Mohammed Al-Byati, 47, has been in the UK since 2000 and has treated thousands in the NHS, but he carried out medical procedures on brutalised detainees at camps in Iraq between 1992 and 1994.
A fitness to practise tribunal ruled today he knew it was likely prisoners would be tortured again, making him “complicit”.
Suspending him from the medical register for the maximum 12 months, panel chairman Professor Michael Whitehouse, said: “It has been noted Dr Al-Byati’s actions were a consequence of compulsory military service in the dictatorship of Saddam Hussein.
“He was a junior doctor whose behaviour was being controlled by a dictatorial regime which used extremely grave violations of rights to control the population.”
But he added: “Even though his involvement was outside his control, such conduct is unacceptable.”
Dr Al-Byati denied the charges and said he had been “terrified” of what would happen to him.
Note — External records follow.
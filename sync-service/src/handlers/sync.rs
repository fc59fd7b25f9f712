use crate::dtos::{
    parse_request_date, CancelResponse, ConflictResponse, PauseRequest, PauseResponse,
    SyncRequest, SyncResponse,
};
use crate::ingest::{InvocationOutcome, StartRequest, SyncError};
use crate::models::{SyncRun, SyncStatus};
use crate::services::auth::Identity;
use crate::startup::AppState;
use axum::{
    extract::{Path, State},
    http::StatusCode,
    response::{IntoResponse, Response},
    Json,
};
use service_core::error::AppError;
use std::time::Instant;
use uuid::Uuid;
use validator::Validate;

fn ensure_known_source(state: &AppState, source: &str) -> Result<(), AppError> {
    if state.config.payment_api.source == source {
        Ok(())
    } else {
        Err(AppError::NotFound(anyhow::anyhow!("unknown source '{}'", source)))
    }
}

/// POST /sync/:source
///
/// Runs the first invocation inline. Work left over when the budget runs
/// out is handed to the continuation workers and reported as `hasMore`.
pub async fn trigger_sync(
    State(state): State<AppState>,
    identity: Identity,
    Path(source): Path<String>,
    body: Option<Json<SyncRequest>>,
) -> Result<Response, AppError> {
    ensure_known_source(&state, &source)?;
    let started = Instant::now();
    let body = body.map(|Json(b)| b).unwrap_or_default();
    body.validate()?;

    tracing::info!(
        source = %source,
        caller = %identity.0,
        fetch_all = body.fetch_all,
        force_cancel = body.force_cancel,
        continuation = body.continuation,
        "Sync triggered"
    );

    if body.force_cancel {
        let cancelled = state.coordinator.cancel_all(&source).await?;
        return Ok(Json(CancelResponse {
            success: true,
            status: "cancelled",
            cancelled: cancelled.len(),
            sync_run_ids: cancelled,
        })
        .into_response());
    }

    if body.cleanup_stale {
        let minutes = state.config.sync.stale_threshold_minutes;
        let failed = state.coordinator.cleanup_stale(&source, minutes).await?;
        tracing::info!(source = %source, count = failed.len(), "Stale runs cleaned up");
    }

    let request = StartRequest {
        start: body
            .start_date
            .as_deref()
            .map(|d| parse_request_date(d, false))
            .transpose()?,
        end: body
            .end_date
            .as_deref()
            .map(|d| parse_request_date(d, true))
            .transpose()?,
        fetch_all: body.fetch_all,
        page: body.page,
        resume: body.sync_run_id,
        continuation: body.continuation,
    };

    let run = match state.coordinator.start_or_resume(&source, &request).await {
        Ok(run) => run,
        Err(SyncError::Conflict { existing }) => {
            return Ok((
                StatusCode::CONFLICT,
                Json(ConflictResponse {
                    success: false,
                    error: "A sync is already in progress for this source".to_string(),
                    existing_sync_id: existing,
                }),
            )
                .into_response());
        }
        Err(e) => return Err(e.into()),
    };

    let budget = state.coordinator.policy().invocation_budget;
    let outcome = match state.engine.run_invocation(&run, budget).await {
        Ok(outcome) => outcome,
        Err(e) => {
            let message = e.to_string();
            tracing::error!(sync_run_id = %run.id, error = %message, "Sync invocation failed");
            state.coordinator.fail(&run, &message).await?;
            InvocationOutcome::Failed(message)
        }
    };

    let (status, has_more) = match outcome {
        InvocationOutcome::Completed => (SyncStatus::Completed, false),
        InvocationOutcome::HandOff(reason) => {
            tracing::info!(sync_run_id = %run.id, reason = ?reason, "Handing run to continuation workers");
            match state.continuation.trigger_continuation(&run).await {
                Ok(()) => (SyncStatus::Continuing, true),
                Err(e) => {
                    tracing::error!(sync_run_id = %run.id, error = %e, "Continuation dispatch failed");
                    (SyncStatus::Failed, false)
                }
            }
        }
        InvocationOutcome::Stopped(status) => (status, false),
        InvocationOutcome::Failed(_) => (SyncStatus::Failed, false),
    };

    let latest = state.store.get_run(run.id).await?.unwrap_or(run);
    let response = SyncResponse::from_run(
        &latest,
        status.as_str(),
        has_more,
        started.elapsed().as_millis() as u64,
    );
    let code = if status == SyncStatus::Failed {
        StatusCode::INTERNAL_SERVER_ERROR
    } else {
        StatusCode::OK
    };
    Ok((code, Json(response)).into_response())
}

/// GET /sync/:source/runs/:id
pub async fn get_run(
    State(state): State<AppState>,
    _identity: Identity,
    Path((source, id)): Path<(String, Uuid)>,
) -> Result<Json<SyncRun>, AppError> {
    ensure_known_source(&state, &source)?;
    state
        .store
        .get_run(id)
        .await?
        .filter(|run| run.source == source)
        .map(Json)
        .ok_or_else(|| AppError::NotFound(anyhow::anyhow!("sync run {} not found", id)))
}

/// PUT /sync/:source/pause
pub async fn set_pause(
    State(state): State<AppState>,
    identity: Identity,
    Path(source): Path<String>,
    Json(body): Json<PauseRequest>,
) -> Result<Json<PauseResponse>, AppError> {
    ensure_known_source(&state, &source)?;
    state.store.set_paused(&source, body.paused).await?;
    tracing::info!(source = %source, paused = body.paused, caller = %identity.0, "Pause flag updated");
    Ok(Json(PauseResponse {
        source,
        paused: body.paused,
    }))
}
He said he did not know his patients had been tortured and the panel accepted he did not wish for them to be harmed.
Saddam Hussein in Iraq

But Charles Garside QC, prosecuting on behalf of the General Medical Council, claimed the doctor, a Sunni Muslim, was part of a “well known family” which supported the Saddam regime.
Mr Garside said he knew his place of work at the Iraqi Intelligence Agency compound was a place where “horrific atrocities were committed” against Shia Muslims and Kurds.
He added Dr Al-Byati, who is married with three children, made an application to claim asylum in February 2007, which is when he admitted his work in Iraq.
Dr Al-Byati, who is now entitled to appeal and has held various posts, told the Medical Practitioners Tribunal Service in Manchester he was “hurt” by the claims.
But campaigners hit out tonight.
Jabbar Hasan, of the Iraqi Association, which helps torture victims settle in Britain, called the decision to let the doctor return “outrageous”.
He said: “Some of the people we have helped to begin a new life in the UK are proud to work in the NHS.
“They would be dismayed to learn a man found guilty of being complicit in torture is allowed to work alongside them.